MARIO VARGAS LLOSA: EL ÚLTIMO LEÓN DE LA REPÚBLICA LITERARIA
Con Mario Vargas Llosa, a la vez se apaga y se vuelve a encender una voz que durante más de medio siglo encarnó la intensidad de la literatura hispanoamericana: su fiebre, su lucidez, sus contradicciones, su elegancia, su originalidad, su música. Vargas Llosa fue más que un novelista extraordinario. Fue un cartógrafo de los abismos del poder, un cronista del deseo, un animal político y literario que nunca se escondió tras el telón de la niebla.
Cuando tuve en mis manos La casa verde, yo era un joven estudiante. Recuerdo que amasaba el libro como si tuviera una estrella, sabiendo el doble viaje que me esperaba. Con el tiempo pasando a lo largo de la ventana del tren, no tardé en quedar fascinado por la dificultad formal de lo que estaba leyendo, junto con un lenguaje a veces entre cercano y lejano —“Me picaron cuando me metí a la cocha a sacar la charapa que se murió”—, que me invitaban a ir y conocer. Me invitaba a saciar mi hambre de mundo. Porque si hay algo que agradece un lector es que el autor controle el material que se va a narrar: yo estuve allí.
Desde entonces, cada vez que tomo un tren, vuelve la casa verde, vuelven las sensaciones, los olores, los sonidos, y la poesía de ese viaje. Es decir, no sólo lo que estaba leyendo en ese momento sino, y sobre todo, mi reacción a lo que estaba leyendo en contexto. Y en eso consiste la magia de la literatura. Del arte.
Cuando publicó esa misma novela en 1966, Julio Cortázar le escribió una carta que aún hoy ilumina. En ella decía: “No sé explicarme mejor, pero pienso que mientras hilvanabas los temas, los subtemas, las infinitas recurrencias y resonancias de la novela, entraste sabiéndolo o no en una dimensión musical.”
Y tenía razón. Esa “dimensión musical” era más que estilo: era ritmo vital, eran pulsaciones, sonidos y silencios que capta alguien con una gran sensibilidad. Vargas Llosa no solo construyó mundos narrativos, sino que supo orquestarlos. Su prosa, a veces torrencial, otras contenida como un susurro antes de la tormenta, tenía esa cualidad rítmica que distingue a los grandes: un oído interno afilado, una armonía secreta entre las palabras y el caos.

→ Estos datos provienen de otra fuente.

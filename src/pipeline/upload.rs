// src/pipeline/upload.rs

//! Uploader: hands the generated document to `buildkite-agent`.

use std::path::Path;

use tracing::info;

use crate::errors::{MonodiffError, Result};
use crate::exec::CommandRunner;

/// Executable used to upload pipelines.
pub const AGENT_PROGRAM: &str = "buildkite-agent";

/// Flag appended when the config's `interpolation` toggle is set.
pub const NO_INTERPOLATION_FLAG: &str = "--no-interpolation";

/// Fully built upload invocation.
#[derive(Debug, Clone, PartialEq, Eq)]
pub struct UploadCommand {
    pub program: String,
    pub args: Vec<String>,
}

impl UploadCommand {
    /// `buildkite-agent pipeline upload <path> [--no-interpolation]`.
    ///
    /// `interpolation = true` appends `--no-interpolation`. The mapping is
    /// kept exactly as existing pipelines rely on it.
    pub fn new(pipeline_path: &Path, interpolation: bool) -> Self {
        let mut args = vec![
            "pipeline".to_string(),
            "upload".to_string(),
            pipeline_path.display().to_string(),
        ];
        if interpolation {
            args.push(NO_INTERPOLATION_FLAG.to_string());
        }
        Self {
            program: AGENT_PROGRAM.to_string(),
            args,
        }
    }
}

/// Run the upload. A spawn failure or non-zero exit is `UploadFailed`.
pub async fn upload_pipeline(runner: &dyn CommandRunner, command: &UploadCommand) -> Result<()> {
    info!(program = %command.program, args = ?command.args, "uploading pipeline");

    let output = runner
        .run(&command.program, &command.args)
        .await
        .map_err(|e| MonodiffError::UploadFailed(e.to_string()))?;

    if !output.is_success() {
        return Err(MonodiffError::UploadFailed(format!(
            "{} exited with {:?}: {}",
            command.program,
            output.code,
            output.stderr.trim()
        )));
    }

    Ok(())
}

Tal vez fue el último gran león del boom. El que más lejos llevó la novela tradicional, desafiando estructuras y experimentando sin perder nunca el control. Se observaba ya desde temprano la lectura de grandes narradores como Joyce o Faulkner, y por supuesto de José Eustasio Rivera o Juan José Arreola, aunque a la historia a veces le cueste llevarles a las universidades. Creo que es honesto decir que su obra es vasta, poliédrica, a veces incómoda, siempre viva. Vargas Llosa escribió como quien libra una batalla: con inteligencia, con obsesión, con fe, y en ocasiones, con magia. Aun en sus posturas más discutidas, mantuvo una ética del lenguaje que no se rinde, sostenida por un trabajo de documentación serio y riguroso que siempre es de agradecer.
Hoy su muerte deja un vacío, pero también un legado: un cuerpo literario que seguirá inspirando, discutiendo, incomodando y deslumbrando a generaciones futuras. Ya no está entre nosotros, pero sus libros siguen respirando, vibrando con esa “dimensión musical” que Cortázar supo ver antes que nadie.
El tren sigue su marcha, las páginas crujen al pasar. Y en algún lugar del mundo, un joven lector con hambre de mundo abre por primera vez La casa verde. Ahí estás tú, otra vez, abriendo y cerrando el ciclo en la eternidad del cerezo.
Gracias, Mario, “Porque ni la inundación, ni la sequía, ni las plagas detuvieron la gloria creciente de La casa verde.”